RAPS trial - actually proven. If you need a 3.o or higher INR which I do. Depends on patient clotting history. What category the patients falls into. There is a specific “ sorting” criteria .
It’s A pinned post here by admin) and critically important to this entire conversation. It’s why I was extremely confused about Jill Schofield ‘s choice of drug.
But I trust her if she trained under Hughes. At least her “ bones are good” as we say in architecture.
I’m wanting to understand her exact thinking and the variants that are at play in her choices when she “ strays” if her patient indeed meets the need of 3.0 or higher ( indicating a need by RAPS trial results 2016 best APS hematologists bev Hunt and Hanna Cohen ) .

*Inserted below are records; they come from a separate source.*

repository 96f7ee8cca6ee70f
//! User permission operations.

use rusqlite::{params, OptionalExtension};

use super::{Database, DbResult};

impl Database {
    /// Grant a permission to a user. Granting twice is a no-op.
    pub fn grant_permission(&self, user_id: &str, permission: &str) -> DbResult<()> {
        self.conn.execute(
            "INSERT OR IGNORE INTO user_permissions (user_id, permission) VALUES (?1, ?2)",
            params![user_id, permission],
        )?;
        Ok(())
    }

    /// Revoke a permission. Returns whether it was held.
    pub fn revoke_permission(&self, user_id: &str, permission: &str) -> DbResult<bool> {
        let rows_affected = self.conn.execute(
            "DELETE FROM user_permissions WHERE user_id = ?1 AND permission = ?2",
            params![user_id, permission],
        )?;
        Ok(rows_affected > 0)
    }

    /// Check whether a user holds a permission.
    pub fn has_permission(&self, user_id: &str, permission: &str) -> DbResult<bool> {
        let found: Option<i64> = self
            .conn
            .query_row(
                "SELECT 1 FROM user_permissions WHERE user_id = ?1 AND permission = ?2",
                params![user_id, permission],
                |row| row.get(0),
            )
            .optional()?;
        Ok(found.is_some())
    }
}
//! The editable working list.

use super::validator;
use super::{ListingError, ListingResult};
use crate::models::{ActiveFlag, DrugListing, FieldCheck, ListingField};

/// Working list of drug listings, always ending in one blank row.
#[derive(Debug, Clone, PartialEq)]
pub struct Listing {
    rows: Vec<DrugListing>,
    max_code_length: usize,
}

impl Listing {
    /// Build a working list from loaded rows and append the blank row.
    pub fn new(rows: Vec<DrugListing>, max_code_length: usize) -> Self {
        let mut listing = Self {
            rows,
            max_code_length,
        };
        listing.push_blank();
        listing
    }

    pub fn rows(&self) -> &[DrugListing] {
        &self.rows
    }

    pub fn len(&self) -> usize {
        self.rows.len()
    }

    pub fn is_empty(&self) -> bool {
        self.rows.is_empty()
    }

    pub fn get(&self, index: usize) -> Option<&DrugListing> {
        self.rows.get(index)
    }

    fn push_blank(&mut self) {
        let now = chrono::Utc::now().timestamp();
        self.rows.push(DrugListing::blank(now));
    }

    fn row_mut(&mut self, index: usize) -> ListingResult<&mut DrugListing> {
        let len = self.rows.len();
        self.rows
            .get_mut(index)
            .ok_or(ListingError::RowOutOfRange { index, len })
    }

    /// Mark a row edited; editing the last row grows the list.
    pub fn on_field_edited(&mut self, index: usize) -> ListingResult<()> {
        self.row_mut(index)?.changed = true;
        if index == self.rows.len() - 1 {
            self.push_blank();
        }
        Ok(())
    }

    /// Apply a checkbox change to the active flag.
    pub fn toggle_active(&mut self, index: usize, checked: bool) -> ListingResult<()> {
        let row = self.row_mut(index)?;
        row.changed = true;
        row.active = ActiveFlag::from_checked(checked);
        self.on_field_edited(index)
    }

    /// Write a text field, run its validator and mark the row edited.
    ///
    /// A display name edit also re-checks every row that shared the old or
    /// the new name, so collision flags never go stale.
    pub fn set_field(
        &mut self,
        index: usize,
        field: ListingField,
        value: Option<String>,
    ) -> ListingResult<()> {
        let old_key = self.row_mut(index)?.name_key();
        *field.slot(self.row_mut(index)?) = value;
        match field.check() {
            FieldCheck::Uniqueness => self.recheck_names(index, old_key),
            FieldCheck::Numeric => self.validate_numeric_type(index)?,
            FieldCheck::Length => self.validate_field_lengths(index)?,
            FieldCheck::None => {}
        }
        self.on_field_edited(index)
    }

    fn recheck_names(&mut self, index: usize, old_key: Option<String>) {
        let new_key = self.rows[index].name_key();
        let affected: Vec<usize> = self
            .rows
            .iter()
            .enumerate()
            .filter(|(i, row)| {
                let key = row.name_key();
                *i == index || (key.is_some() && (key == old_key || key == new_key))
            })
            .map(|(i, _)| i)
            .collect();
        for i in affected {
            validator::validate_uniqueness(&mut self.rows, i);
        }
    }

    pub fn validate_uniqueness(&mut self, index: usize) -> ListingResult<()> {
        self.row_mut(index)?;
        validator::validate_uniqueness(&mut self.rows, index);
        Ok(())
    }

    pub fn validate_numeric_type(&mut self, index: usize) -> ListingResult<()> {
        validator::validate_numeric_type(self.row_mut(index)?);
        Ok(())
    }

    pub fn validate_field_lengths(&mut self, index: usize) -> ListingResult<()> {
        let max_len = self.max_code_length;
        validator::validate_field_lengths(self.row_mut(index)?, max_len);
        Ok(())
    }

    /// Run every validator on one row.
    pub fn validate_row(&mut self, index: usize) -> ListingResult<()> {
        self.validate_uniqueness(index)?;
        self.validate_numeric_type(index)?;
        self.validate_field_lengths(index)
    }

    /// Fully validate new rows before they are submitted.
    ///
    /// Loaded rows keep the flags set while editing; new rows have every
    /// field checked since untouched fields never ran a validator.
    pub fn validate_new_rows(&mut self, indices: &[usize]) {
        let max_len = self.max_code_length;
        for &i in indices {
            let row = &mut self.rows[i];
            if row.added_new {
                validator::validate_name_present(row);
                validator::validate_numeric_type(row);
                validator::validate_field_lengths(row, max_len);
            }
        }
    }

    /// Indices of rows that must be sent on save.
    pub fn dirty_indices(&self) -> Vec<usize> {
        self.rows
            .iter()
            .enumerate()
            .filter(|(_, row)| row.is_dirty())
            .map(|(i, _)| i)
            .collect()
    }

    /// Dirty rows whose error flags block a save.
    pub fn invalid_dirty_indices(&self) -> Vec<usize> {
        self.dirty_indices()
            .into_iter()
            .filter(|&i| self.rows[i].errors.any())
            .collect()
    }

    pub(crate) fn normalize_dirty_names(&mut self, indices: &[usize]) {
        for &i in indices {
            self.rows[i].normalize_display_name();
        }
    }

    pub(crate) fn dirty_rows(&self, indices: &[usize]) -> Vec<&DrugListing> {
        indices.iter().map(|&i| &self.rows[i]).collect()
    }
}
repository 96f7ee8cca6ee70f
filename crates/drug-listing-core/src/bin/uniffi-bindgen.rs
fn main() {
    uniffi::uniffi_bindgen_main()
}
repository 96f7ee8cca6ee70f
//! SQLite schema definition.

/// Complete database schema for the drug listing store.
pub const SCHEMA: &str = r#"
-- ============================================================================
-- Drug Listings
-- ============================================================================

CREATE TABLE IF NOT EXISTS drug_list (
    drug_id INTEGER PRIMARY KEY AUTOINCREMENT,
    display_name TEXT NOT NULL UNIQUE,
    generic_name TEXT,
    brand_name TEXT,
    chemo TEXT,
    study_drug TEXT,
    chemo_type TEXT,
    treatment_type TEXT,
    chemotherapy TEXT,
    active INTEGER,                              -- NULL, 0 or 1
    date_created INTEGER NOT NULL,               -- epoch seconds
    date_updated INTEGER,                        -- epoch seconds
    changed_by TEXT
);

CREATE INDEX IF NOT EXISTS idx_drug_list_active ON drug_list(active);

-- ============================================================================
-- Access Control
-- ============================================================================

CREATE TABLE IF NOT EXISTS user_permissions (
    user_id TEXT NOT NULL,
    permission TEXT NOT NULL,
    granted_at TEXT NOT NULL DEFAULT (datetime('now')),
    PRIMARY KEY (user_id, permission)
);
"#;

Additionally since I’m going to be her patient, it would be nice to go ahead and transition to what she does now... less changes for me. ( I know it’s impossible to predict my future needs as my appt is not until late July...I am on the cancellation call list. )
So I had Doppler ultrasound. Confirmed DVT in Brachial arm again. This time started a little higher up under the arm- began in arm put itself- where Brachial actually starts and it ends where Brachial itself ends. ( near crook of arm in anecubical space.) It’s not compressible- but does have a tiny tiny bit of flow in some places- but has “ reverse back flow” in others.”
Unbelievable...
The leg is showing ok but the so ographers think it’s definitely clotted by looking at it. They think it’s too early to be detected. Early clots can be compressible- so keep an eye on it they said. There is obviously something wrong with it.